Grammar Rx Lesson: Misuse of Comma, Semicolon, and Colon.

Comma-
  1. Use a comma after each item in a sequence of three or
     more.
  2. Use a comma when you join sentences with one of the
     many coordinating conjunctions (and, or, nor, but, so,
     yet, for).
  3. Use commas to set off elements that interrupt or add
     information in a sentence.


Semicolon-
  1. Use a semicolon when you join sentences without a
     coordinating conjunction.


Colon-
  1. Use a colon to begin a list or a long or formal quotation
     after an independent clause. Otherwise make the
     quotation part of the grammar of your independent
     clause.
                                              Elizabeth Hull

Examples:

1. At the grocery store I have to buy milk eggs and
   bread.


2. I am not feeling well and my head hurts.


3. The principal Mr. Tansey was once a teacher.

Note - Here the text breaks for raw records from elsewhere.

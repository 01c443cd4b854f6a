//! AST node definitions for the parser.
//!
//! The parser builds a typed [`Node`] tree internally, then flattens it to
//! the generic positional shape (`{kind, value?, line?, column?, children?}`)
//! that downstream passes consume via [`Node::to_generic`].

/// A parsed program: the root is always a list of top-level declarations.
pub type Ast = Vec<Node>;

#[derive(Debug, Clone, PartialEq)]
pub enum Node {
    FunctionDeclaration {
        ty: Box<Node>,
        name: Box<Node>,
        params: Box<Node>,
        body: Box<Node>,
        line: u32,
        column: u32,
    },
    Parameters(Vec<Node>),
    Parameter {
        ty: Box<Node>,
        name: Box<Node>,
    },
    VarDeclaration {
        ty: Box<Node>,
        name: Box<Node>,
        init: Option<Box<Node>>,
        line: u32,
        column: u32,
    },
    Block(Vec<Node>),
    IfStatement {
        cond: Box<Node>,
        then_branch: Box<Node>,
        else_branch: Option<Box<Node>>,
        line: u32,
        column: u32,
    },
    WhileStatement {
        cond: Box<Node>,
        body: Box<Node>,
        line: u32,
        column: u32,
    },
    ForStatement {
        init: Box<Node>,
        cond: Box<Node>,
        step: Box<Node>,
        body: Box<Node>,
        line: u32,
        column: u32,
    },
    ReturnStatement {
        value: Option<Box<Node>>,
        line: u32,
        column: u32,
    },
    PrintStatement {
        value: Box<Node>,
        line: u32,
        column: u32,
    },
    ExpressionStatement(Box<Node>),
    Assignment {
        target: Box<Node>,
        value: Box<Node>,
        line: u32,
        column: u32,
    },
    Binary {
        op: String,
        left: Box<Node>,
        right: Box<Node>,
        line: u32,
        column: u32,
    },
    Unary {
        op: String,
        operand: Box<Node>,
        line: u32,
        column: u32,
    },
    FunctionCall {
        callee: Box<Node>,
        args: Vec<Node>,
        line: u32,
        column: u32,
    },
    Grouping(Box<Node>),
    Identifier {
        name: String,
        line: u32,
        column: u32,
    },
    NumberLiteral {
        value: String,
        line: u32,
        column: u32,
    },
    StringLiteral {
        value: String,
        line: u32,
        column: u32,
    },
    BoolLiteral {
        value: String,
        line: u32,
        column: u32,
    },
    Type {
        name: String,
        line: u32,
        column: u32,
    },
    /// Placeholder for an omitted clause (e.g. a missing `for` initializer).
    Empty,
}

/// The generic, positional AST shape that the rest of the pipeline relies on.
#[derive(Debug, Clone, PartialEq, Default)]
pub struct GenericNode {
    pub kind: String,
    pub value: Option<String>,
    pub line: Option<u32>,
    pub column: Option<u32>,
    pub children: Option<Vec<GenericNode>>,
}

impl GenericNode {
    fn leaf(kind: &str, value: impl Into<String>, line: u32, column: u32) -> Self {
        Self {
            kind: kind.to_string(),
            value: Some(value.into()),
            line: Some(line),
            column: Some(column),
            children: None,
        }
    }

    fn interior(kind: &str, line: Option<u32>, column: Option<u32>, children: Vec<GenericNode>) -> Self {
        Self {
            kind: kind.to_string(),
            value: None,
            line,
            column,
            children: Some(children),
        }
    }
}

impl Node {
    /// Flattens this node into the generic positional shape, per the
    /// per-`kind` child ordering fixed by the grammar.
    pub fn to_generic(&self) -> GenericNode {
        match self {
            Node::FunctionDeclaration { ty, name, params, body, line, column } => GenericNode::interior(
                "FunctionDeclaration",
                Some(*line),
                Some(*column),
                vec![ty.to_generic(), name.to_generic(), params.to_generic(), body.to_generic()],
            ),
            Node::Parameters(params) => {
                GenericNode::interior("Parameters", None, None, params.iter().map(Node::to_generic).collect())
            }
            Node::Parameter { ty, name } => {
                GenericNode::interior("Parameter", None, None, vec![ty.to_generic(), name.to_generic()])
            }
            Node::VarDeclaration { ty, name, init, line, column } => {
                let mut children = vec![ty.to_generic(), name.to_generic()];
                if let Some(init) = init {
                    children.push(init.to_generic());
                }
                GenericNode::interior("VarDeclaration", Some(*line), Some(*column), children)
            }
            Node::Block(stmts) => {
                GenericNode::interior("Block", None, None, stmts.iter().map(Node::to_generic).collect())
            }
            Node::IfStatement { cond, then_branch, else_branch, line, column } => {
                let mut children = vec![cond.to_generic(), then_branch.to_generic()];
                if let Some(else_branch) = else_branch {
                    children.push(else_branch.to_generic());
                }
                GenericNode::interior("IfStatement", Some(*line), Some(*column), children)
            }
            Node::WhileStatement { cond, body, line, column } => {
                GenericNode::interior("WhileStatement", Some(*line), Some(*column), vec![cond.to_generic(), body.to_generic()])
            }
            Node::ForStatement { init, cond, step, body, line, column } => GenericNode::interior(
                "ForStatement",
                Some(*line),
                Some(*column),
                vec![init.to_generic(), cond.to_generic(), step.to_generic(), body.to_generic()],
            ),
            Node::ReturnStatement { value, line, column } => {
                let children = value.iter().map(|v| v.to_generic()).collect();
                GenericNode::interior("ReturnStatement", Some(*line), Some(*column), children)
            }
            Node::PrintStatement { value, line, column } => {
                GenericNode::interior("PrintStatement", Some(*line), Some(*column), vec![value.to_generic()])
            }
            Node::ExpressionStatement(expr) => {
                GenericNode::interior("ExpressionStatement", None, None, vec![expr.to_generic()])
            }
            Node::Assignment { target, value, line, column } => {
                GenericNode::interior("Assignment", Some(*line), Some(*column), vec![target.to_generic(), value.to_generic()])
            }
            Node::Binary { op, left, right, line, column } => {
                let mut node = GenericNode::interior("Binary", Some(*line), Some(*column), vec![left.to_generic(), right.to_generic()]);
                node.value = Some(op.clone());
                node
            }
            Node::Unary { op, operand, line, column } => {
                let mut node = GenericNode::interior("Unary", Some(*line), Some(*column), vec![operand.to_generic()]);
                node.value = Some(op.clone());
                node
            }
            Node::FunctionCall { callee, args, line, column } => {
                let mut children = vec![callee.to_generic()];
                children.extend(args.iter().map(Node::to_generic));
                GenericNode::interior("FunctionCall", Some(*line), Some(*column), children)
            }
            Node::Grouping(inner) => GenericNode::interior("Grouping", None, None, vec![inner.to_generic()]),
            Node::Identifier { name, line, column } => GenericNode::leaf("Identifier", name, *line, *column),
            Node::NumberLiteral { value, line, column } => GenericNode::leaf("NumberLiteral", value, *line, *column),
            Node::StringLiteral { value, line, column } => GenericNode::leaf("StringLiteral", value, *line, *column),
            Node::BoolLiteral { value, line, column } => GenericNode::leaf("BoolLiteral", value, *line, *column),
            Node::Type { name, line, column } => GenericNode::leaf("Type", name, *line, *column),
            Node::Empty => GenericNode { kind: "Empty".to_string(), ..Default::default() },
        }
    }
}

/// Flattens a full program (list of top-level declarations) into a single
/// generic `Program` root.
pub fn program_to_generic(ast: &Ast) -> GenericNode {
    GenericNode::interior("Program", None, None, ast.iter().map(Node::to_generic).collect())
}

4. My car needs to go to the shop my breaks need
   new pads.


5. Our daily curriculum includes reading, writing,
   math, science, and social studies.
                                                 Elizabeth Hull

Corrections:

  1. At the grocery store I have to buy milk, eggs, and
     bread.


  2. I am not feeling well, and my head hurts.


  3. The principal, Mr. Tansey, was once a teacher.


  4. My car needs to go to the shop; my breaks need
     new pads.


  5. Our daily curriculum includes: reading, writing,
     math, science, and social studies.